Despite the country’s labour laws clearly stipulating the dos and don’ts in workplaces, cases of perceived abuses of workers by their employers continue to rise. This is resulting in overwhelming cases of industrial disputes at labour offices as well as courts across the country. Our News Analyst LUCKY MKANDAWIRE caught up with Sunduzwayo Madise who teaches law at Chancellor College, a constituent of the University of Malawi,and is also unionist, to unpack this trend:
Where exactly do you think we are getting things wrong? Is it an issue of impunity on the side of employers or our laws are not clear or is it ignorance on the part of employers and employees about these laws?
I think it is all those factors. Firstly, when there are no unions, these are the things that happen. The law assumes that sometimes we have what it calls an equal bargaining power. It gives power to the people, but the reality is that individuals are weak on their own. They can only enforce the power if the workers work collectively. In the past, the government has not been supportive. We started well, but in the recent past, the government was also fighting the unions, thereby fighting its own people. Essentially, you can now see that unions have been weakened by deliberate efforts. Now, the result of that is what we are seeing now that employers have the impunity to do whatever they want because they know that the workers are not going to organise themselves or if they do, they are going to be as strong as required. Some are also aware that the Ministry of Labour does not get enough funding to inspect workplaces and factories, among others, to see working conditions. For instance, I have been here [University of Malawi] for close to 13 years, but I have never seen any labour inspector coming to check on our working conditions. Then all this leads to the things we are complaining about.
Can we say that the economy also has a part to play in all this?
Yes, actually if we don’t have a lot of people employing, a lot of unnecessary things happen and the employer takes advantage of that because they know that the employees don’t have anywhere else to go. So, essentially the people are being abused because the employers know that they have nowhere else to go. They know that what they do is not right, but because they also know that if they do it, it’s not like the employees will leave, then they do it. To me, this economic aspect should not be ignored. The fact that we have high unemployment rate is also worsening the situation.
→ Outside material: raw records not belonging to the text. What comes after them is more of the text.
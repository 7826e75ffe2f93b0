//! robots.txt reader

use super::bound;
use crate::kb::{Finding, Severity};
use crate::not_found::is_404;
use crate::plugin::{Plugin, PluginContext, PluginOutput, PluginResult, PluginType};
use crate::request::FuzzableRequest;
use async_trait::async_trait;
use regex::Regex;
use tracing::debug;
use url::Url;

pub(super) const NAME: &str = "robots_txt";

/// Reads `/robots.txt` once and returns the paths it lists
#[derive(Debug, Default)]
pub struct RobotsTxt {
    done: bool,
    context: Option<PluginContext>,
}

#[async_trait]
impl Plugin for RobotsTxt {
    fn name(&self) -> &str {
        NAME
    }

    fn plugin_type(&self) -> PluginType {
        PluginType::Discovery
    }

    fn description(&self) -> &str {
        "Request the paths listed in robots.txt"
    }

    fn bind(&mut self, context: PluginContext) {
        self.context = Some(context);
    }

    async fn run(&mut self, request: &FuzzableRequest) -> PluginResult<PluginOutput> {
        if self.done {
            return Ok(PluginOutput::RunOnce);
        }
        self.done = true;

        let context = bound(&self.context, NAME)?;
        let Ok(robots) = request.url().join("/robots.txt") else {
            return Ok(PluginOutput::none());
        };
        let response = context.transport.get(&robots).await?;
        if is_404(&context.kb, &response) {
            debug!("No robots.txt at {}", robots);
            return Ok(PluginOutput::none());
        }

        let paths = listed_paths(&robots, &response.body);
        if !paths.is_empty() {
            context.kb.add_finding(&Finding {
                plugin: NAME.to_string(),
                title: "robots.txt file".to_string(),
                url: robots.to_string(),
                severity: Severity::Information,
                description: format!("The robots.txt file lists {} paths.", paths.len()),
            });
        }

        let mut found = vec![FuzzableRequest::get(robots)];
        found.extend(paths.into_iter().map(FuzzableRequest::get));
        Ok(PluginOutput::Requests(found))
    }
}

/// URLs of the `Allow`/`Disallow` entries, wildcards cut off
fn listed_paths(robots: &Url, body: &str) -> Vec<Url> {
    let Ok(rule) = Regex::new(r"(?im)^[ \t]*(?:dis)?allow[ \t]*:[ \t]*(\S+)") else {
        return Vec::new();
    };
    let mut paths: Vec<Url> = Vec::new();
    for capture in rule.captures_iter(body) {
        let path = capture[1].split(['*', '$']).next().unwrap_or_default();
        if path.is_empty() {
            continue;
        }
        if let Ok(url) = robots.join(path)
            && !paths.contains(&url)
        {
            paths.push(url);
        }
    }
    paths
}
Is there a possible way out?
We as employees should not allow suffering at work. We should take things in our hands. This idea of waiting for others to rescue us or do things for us will get us nowhere because there is no one who will. Like I have said, if we are relying on labour inspectors, they don’t have enough resources, there are not even enough of them and maybe they are also busy doing other things. And if we are relying on government to check on us, there are issues of low funding and previously government has been favouring employers. On the other hand, the employers are organised, they have their own association and then they have the chamber of commerce [Malawi Confederation of Chambers of Commerce and Industry].
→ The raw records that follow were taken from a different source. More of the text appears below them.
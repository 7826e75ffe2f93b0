use super::Engine;
use crate::error::Result;
use crate::request::FuzzableRequest;
use crate::worklist::WorkList;
use tracing::debug;

impl Engine<'_> {
    /// Alternate discovery and bruteforce until no new credentials are found
    ///
    /// After a successful bruteforce round, discovery restarts from the
    /// cracked request points only. The merged result is registered in the
    /// knowledge base once the loop is over.
    pub async fn discover_and_bruteforce(&mut self, seed: WorkList) -> Result<WorkList> {
        self.session.clear_time_limit();

        let mut result = WorkList::new();
        let mut seed = seed;
        loop {
            let discovered = self.discover(seed).await?;
            if self.session.is_stopped() {
                result.extend(discovered.into_vec());
                break;
            }

            let cracked = self.bruteforce(discovered.as_slice()).await?;
            result.extend(discovered.into_vec());
            result.extend(cracked.iter().cloned());
            if cracked.is_empty() || self.session.is_stopped() {
                break;
            }

            self.use_cracked_credentials();
            seed = WorkList::from_requests(cracked);
        }

        self.session
            .kb()
            .add_urls(result.iter().map(FuzzableRequest::url));
        Ok(result)
    }

    /// Configure the transport with the credentials bruteforce plugins found
    fn use_cracked_credentials(&self) {
        let transport = self.session.transport();
        for credential in self.session.kb().basic_auth_credentials() {
            debug!("Using cracked credentials for {}", credential.url);
            transport.set_basic_auth(&credential.url, &credential.username, &credential.password);
        }
    }
}

#[cfg(test)]
mod tests {
    use super::*;
    use crate::kb::BasicAuthCredential;
    use crate::plugin::{Plugin, PluginTable, PluginType};
    use crate::testing::{CallLog, MockTransport, StubPlugin, get, session_with, url};
    use crate::worklist::Scope;
    use std::sync::Arc;
    use std::time::Duration;

    fn paths(list: &WorkList) -> Vec<String> {
        list.iter()
            .map(|r| match r.url().query() {
                Some(query) => format!("{}?{}", r.url().path(), query),
                None => r.url().path().to_string(),
            })
            .collect()
    }

    #[tokio::test]
    async fn empty_bruteforce_ends_the_loop() {
        let session = session_with(Arc::new(MockTransport::new()));
        session.mark_started();
        let log = CallLog::default();
        let mut table = PluginTable::default();
        table.set(
            PluginType::Discovery,
            vec![Box::new(
                StubPlugin::new(PluginType::Discovery, "spider")
                    .returns("http://a.com/", vec![get("http://a.com/x")])
                    .log_to(&log),
            )],
        );
        table.set(
            PluginType::Bruteforce,
            vec![Box::new(StubPlugin::new(PluginType::Bruteforce, "brute").log_to(&log))],
        );
        let scope = Scope::new([&url("http://a.com/")]);
        let mut engine = Engine::new(&session, &mut table, &scope, Duration::from_secs(600));

        let result = engine
            .discover_and_bruteforce(WorkList::from_requests(vec![get("http://a.com/")]))
            .await
            .unwrap();

        assert_eq!(paths(&result), vec!["/", "/x"]);
        let calls = log.lock().unwrap();
        assert_eq!(calls.iter().filter(|c| c.starts_with("brute:http")).count(), 2);
        assert_eq!(session.kb().urls().len(), 2);
    }

    #[tokio::test]
    async fn cracked_requests_become_the_next_seed() {
        let transport = Arc::new(MockTransport::new());
        let session = session_with(transport.clone());
        session.mark_started();
        let log = CallLog::default();

        let mut table = PluginTable::default();
        let spider = StubPlugin::new(PluginType::Discovery, "spider")
            .returns("http://a.com/", vec![get("http://a.com/admin/")])
            .returns("http://a.com/admin/?auth=1", vec![get("http://a.com/admin/panel")])
            .log_to(&log);
        table.set(PluginType::Discovery, vec![Box::new(spider) as Box<dyn Plugin>]);

        // Cracks /admin/ once, then finds nothing new
        let cracked = Arc::new(std::sync::atomic::AtomicBool::new(false));
        let brute = StubPlugin::new(PluginType::Bruteforce, "basic_auth")
            .on_run(move |request, context| {
                if request.url().path() == "/admin/"
                    && !cracked.swap(true, std::sync::atomic::Ordering::SeqCst)
                    && let Some(context) = context
                {
                    context.kb.add_basic_auth(&BasicAuthCredential {
                        url: request.url().clone(),
                        username: "admin".into(),
                        password: "secret".into(),
                    });
                }
            })
            .returns("http://a.com/admin/", vec![get("http://a.com/admin/?auth=1")])
            .log_to(&log);
        let mut brute: Box<dyn Plugin> = Box::new(brute);
        brute.bind(session.plugin_context());
        table.set(PluginType::Bruteforce, vec![brute]);

        let scope = Scope::new([&url("http://a.com/")]);
        let mut engine = Engine::new(&session, &mut table, &scope, Duration::from_secs(600));

        let result = engine
            .discover_and_bruteforce(WorkList::from_requests(vec![get("http://a.com/")]))
            .await
            .unwrap();

        let calls: Vec<String> = log
            .lock()
            .unwrap()
            .iter()
            .filter(|c| c.starts_with("spider:http"))
            .cloned()
            .collect();
        // Second discovery round starts from the cracked point only
        assert_eq!(
            calls,
            vec![
                "spider:http://a.com/",
                "spider:http://a.com/admin/",
                "spider:http://a.com/admin/?auth=1",
                "spider:http://a.com/admin/panel",
            ]
        );
        assert_eq!(
            paths(&result),
            vec!["/", "/admin/", "/admin/?auth=1", "/admin/panel"]
        );
        assert_eq!(
            *transport.basic_auth.lock().unwrap(),
            vec![(
                "http://a.com/admin/".to_string(),
                "admin".to_string(),
                "secret".to_string()
            )]
        );
    }
}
There is also an issue that when an employee and their employer part ways, you find that when it comes to settling gratuity or compensation, problems usually arise. How can this issue be resolved?
It’s all about empowering employees because all this happens because the employers know that the workers are weak and that our courts take long, labour matters in Malawi take too long. So, the employer knows and this is the sad part because most of the times when employees take the court route, most get their justice while they are dead. If these cases were taking a month or two, things could have been different because it’s not like the employers are not aware of their wrongdoing. Unfortunately, this shows that they are bad employers, but this is the thing, these are employers who don’t care. I am saying this because if an employer wants to get the best workforce, they will ensure that they have very good conditions of service because that is what will attract people. As such, an employer who cares about their workforce and reputation will not do all those things, but it’s the other employers who don’t care. Usually, these are companies operating from residential areas, start-ups and fishy investors who abuse employees. If you look at most of the cases, it’s very rare to see well-established companies abusing employees. If they fire someone, they give them all their dues because they don’t like being dragged to court because it is not good for their business and image whereas the others don’t care.
Any closing comments?
We need to speed up our judicial system, but the Industrial Relations Court in particular because it was specially created to solve labour disputes. And some of us who took part in its formation feel disappointed when we see that it’s not serving its core objective of resolving labour disputes with urgency.